There are two types of From addresses in an email, both of which can be spoofed:
Envelope From: This is transmitted during the MAIL FROM command.
Mime-Encoded From: This is transmitted after the DATA command during an SMTP transmission. It is not protected by any SMTP mechanism and as such is open to spoofing.
SpamTitan has two tests to help protect against email spoofing:
ANTISPOOF: this test checks if the from or envelope from domain matches the recipient's domain. If triggered, the test adds 25 to an email's spam score. Go to Filter Rules > Anti-Spoofing Settings to enable. See Anti-Spoof Settings.
ANTISPOOF_NAME: this test provides impersonation protection. Impersonation is when spam is sent using the From name of a high profile person in a company, e.g. the CEO. This test is automatically enabled when a full name is entered for a user on their user policy. A full name is at least two words (usually first name and last name), e.g. John Smith.

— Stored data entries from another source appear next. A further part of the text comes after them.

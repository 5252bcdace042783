//! Health check endpoint.

use axum::Json;
use chrono::{SecondsFormat, Utc};
use serde::Serialize;

/// Name reported by the health check.
pub const SERVICE_NAME: &str = "Greeny Credit Backend API";

/// Health check response.
#[derive(Debug, Serialize)]
pub struct HealthResponse {
    pub status: &'static str,
    pub timestamp: String,
    pub service: &'static str,
}

/// Health check endpoint.
pub async fn health_check() -> Json<HealthResponse> {
    Json(HealthResponse {
        status: "OK",
        timestamp: Utc::now().to_rfc3339_opts(SecondsFormat::Millis, true),
        service: SERVICE_NAME,
    })
}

Go to Anti-Spam Engine > User Policies to add or edit a user policy.
Once enabled, ANTISPOOF_NAME carries out a number of checks to compare a user's name as entered on their user policy with the email From name:
Check
Example, From: "John Smith" <js@example.com>
Firstname Lastname
John Smith
Lastname, Firstname
Smith, John
F. Lastname or F Lastname
J. Smith or J Smith
Firstname L. or Firsname L
John S. or John S
Lastname only
John
Firstname only
Smith
Fuzzy comparison
J0hn Smith
Note
If a match is made using fuzzy matching, a spam score of 1 (the default fuzzy score) is used instead of the antispoof_name test default score of 5.
SpamTitan's anti-spoofing functionality is not enabled by default.